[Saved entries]

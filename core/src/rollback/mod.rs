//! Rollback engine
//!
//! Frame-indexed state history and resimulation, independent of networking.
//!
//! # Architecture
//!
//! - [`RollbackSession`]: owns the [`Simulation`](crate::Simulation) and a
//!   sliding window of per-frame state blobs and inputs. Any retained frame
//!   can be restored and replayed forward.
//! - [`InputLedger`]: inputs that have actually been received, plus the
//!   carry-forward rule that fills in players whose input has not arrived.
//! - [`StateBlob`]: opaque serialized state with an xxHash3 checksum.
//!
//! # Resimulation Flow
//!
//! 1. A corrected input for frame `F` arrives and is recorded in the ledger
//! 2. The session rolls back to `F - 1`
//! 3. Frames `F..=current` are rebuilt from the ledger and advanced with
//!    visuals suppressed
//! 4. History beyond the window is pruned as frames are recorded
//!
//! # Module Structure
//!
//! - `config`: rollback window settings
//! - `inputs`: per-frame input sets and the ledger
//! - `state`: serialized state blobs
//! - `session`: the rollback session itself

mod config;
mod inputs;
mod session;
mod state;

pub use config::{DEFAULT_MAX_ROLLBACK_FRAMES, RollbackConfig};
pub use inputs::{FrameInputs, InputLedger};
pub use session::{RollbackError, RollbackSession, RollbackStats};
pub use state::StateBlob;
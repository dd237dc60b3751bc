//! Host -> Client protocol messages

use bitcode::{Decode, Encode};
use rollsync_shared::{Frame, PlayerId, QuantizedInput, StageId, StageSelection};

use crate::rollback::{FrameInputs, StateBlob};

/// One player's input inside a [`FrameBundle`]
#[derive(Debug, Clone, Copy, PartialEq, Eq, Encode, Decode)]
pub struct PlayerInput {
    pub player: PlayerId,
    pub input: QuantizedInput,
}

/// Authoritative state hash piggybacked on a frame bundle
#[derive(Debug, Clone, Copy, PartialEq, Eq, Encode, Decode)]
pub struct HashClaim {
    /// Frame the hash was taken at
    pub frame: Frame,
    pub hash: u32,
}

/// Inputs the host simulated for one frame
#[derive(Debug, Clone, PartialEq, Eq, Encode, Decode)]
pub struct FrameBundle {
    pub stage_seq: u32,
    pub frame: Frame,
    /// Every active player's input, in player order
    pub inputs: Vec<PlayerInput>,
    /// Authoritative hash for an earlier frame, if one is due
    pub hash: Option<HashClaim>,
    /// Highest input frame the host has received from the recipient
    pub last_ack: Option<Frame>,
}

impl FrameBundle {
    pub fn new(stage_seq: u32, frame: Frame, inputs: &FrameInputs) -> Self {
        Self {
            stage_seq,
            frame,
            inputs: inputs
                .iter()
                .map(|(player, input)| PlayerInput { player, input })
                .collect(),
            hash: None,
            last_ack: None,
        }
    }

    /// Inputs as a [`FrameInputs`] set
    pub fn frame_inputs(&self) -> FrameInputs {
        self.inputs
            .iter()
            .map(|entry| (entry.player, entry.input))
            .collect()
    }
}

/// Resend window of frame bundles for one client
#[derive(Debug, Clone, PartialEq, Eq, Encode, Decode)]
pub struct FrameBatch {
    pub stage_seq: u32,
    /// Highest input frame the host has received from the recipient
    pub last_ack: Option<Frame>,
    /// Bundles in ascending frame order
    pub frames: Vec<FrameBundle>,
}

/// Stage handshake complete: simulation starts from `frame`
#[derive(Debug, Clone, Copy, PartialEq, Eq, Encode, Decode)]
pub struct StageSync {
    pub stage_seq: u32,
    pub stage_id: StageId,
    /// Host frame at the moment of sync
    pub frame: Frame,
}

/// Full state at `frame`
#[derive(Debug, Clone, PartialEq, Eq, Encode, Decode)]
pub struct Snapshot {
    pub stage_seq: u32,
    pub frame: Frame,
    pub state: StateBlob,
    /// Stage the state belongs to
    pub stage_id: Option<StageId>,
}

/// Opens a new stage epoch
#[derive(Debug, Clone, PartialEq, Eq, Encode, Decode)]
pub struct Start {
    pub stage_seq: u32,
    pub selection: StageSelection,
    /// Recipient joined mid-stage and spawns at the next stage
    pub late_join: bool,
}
--
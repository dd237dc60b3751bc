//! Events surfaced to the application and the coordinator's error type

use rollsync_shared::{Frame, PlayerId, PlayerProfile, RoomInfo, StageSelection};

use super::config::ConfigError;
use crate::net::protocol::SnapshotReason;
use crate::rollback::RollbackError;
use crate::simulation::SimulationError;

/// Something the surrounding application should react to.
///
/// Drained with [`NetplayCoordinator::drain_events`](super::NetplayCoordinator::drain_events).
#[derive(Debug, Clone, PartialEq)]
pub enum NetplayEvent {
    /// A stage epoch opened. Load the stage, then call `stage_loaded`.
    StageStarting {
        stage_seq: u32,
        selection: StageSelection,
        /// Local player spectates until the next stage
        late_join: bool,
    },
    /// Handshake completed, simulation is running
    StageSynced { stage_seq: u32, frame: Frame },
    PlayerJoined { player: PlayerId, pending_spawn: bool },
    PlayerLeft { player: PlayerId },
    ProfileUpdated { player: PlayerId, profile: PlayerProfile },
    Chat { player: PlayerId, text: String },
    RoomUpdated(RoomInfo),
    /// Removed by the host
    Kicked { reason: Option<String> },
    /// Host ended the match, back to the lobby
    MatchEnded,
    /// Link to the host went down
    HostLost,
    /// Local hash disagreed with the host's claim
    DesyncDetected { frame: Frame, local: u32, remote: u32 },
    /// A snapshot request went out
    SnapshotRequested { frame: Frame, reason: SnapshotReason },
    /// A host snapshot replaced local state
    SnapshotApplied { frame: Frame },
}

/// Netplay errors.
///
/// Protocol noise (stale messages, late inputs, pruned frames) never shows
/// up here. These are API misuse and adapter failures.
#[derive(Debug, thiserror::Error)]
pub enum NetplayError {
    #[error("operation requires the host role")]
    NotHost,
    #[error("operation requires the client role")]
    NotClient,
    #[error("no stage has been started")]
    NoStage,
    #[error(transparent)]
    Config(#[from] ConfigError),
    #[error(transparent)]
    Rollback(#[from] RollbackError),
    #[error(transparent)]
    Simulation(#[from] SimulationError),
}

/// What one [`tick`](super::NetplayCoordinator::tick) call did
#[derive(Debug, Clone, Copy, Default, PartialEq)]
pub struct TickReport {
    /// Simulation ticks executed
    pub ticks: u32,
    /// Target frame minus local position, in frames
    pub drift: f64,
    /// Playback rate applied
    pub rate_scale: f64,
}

- [PROMPT]: Only the lines above starting with the one with "filename core/src/rollback/mod.rs" and going through the one with "has not arrived." are to be copied, word for word and with both ends kept.

- [EXERCISE RESPONSE]:
filename core/src/rollback/mod.rs
//! Rollback engine
//!
//! Frame-indexed state history and resimulation, independent of networking.
//!
//! # Architecture
//!
//! - [`RollbackSession`]: owns the [`Simulation`](crate::Simulation) and a
//!   sliding window of per-frame state blobs and inputs. Any retained frame
//!   can be restored and replayed forward.
//! - [`InputLedger`]: inputs that have actually been received, plus the
//!   carry-forward rule that fills in players whose input has not arrived.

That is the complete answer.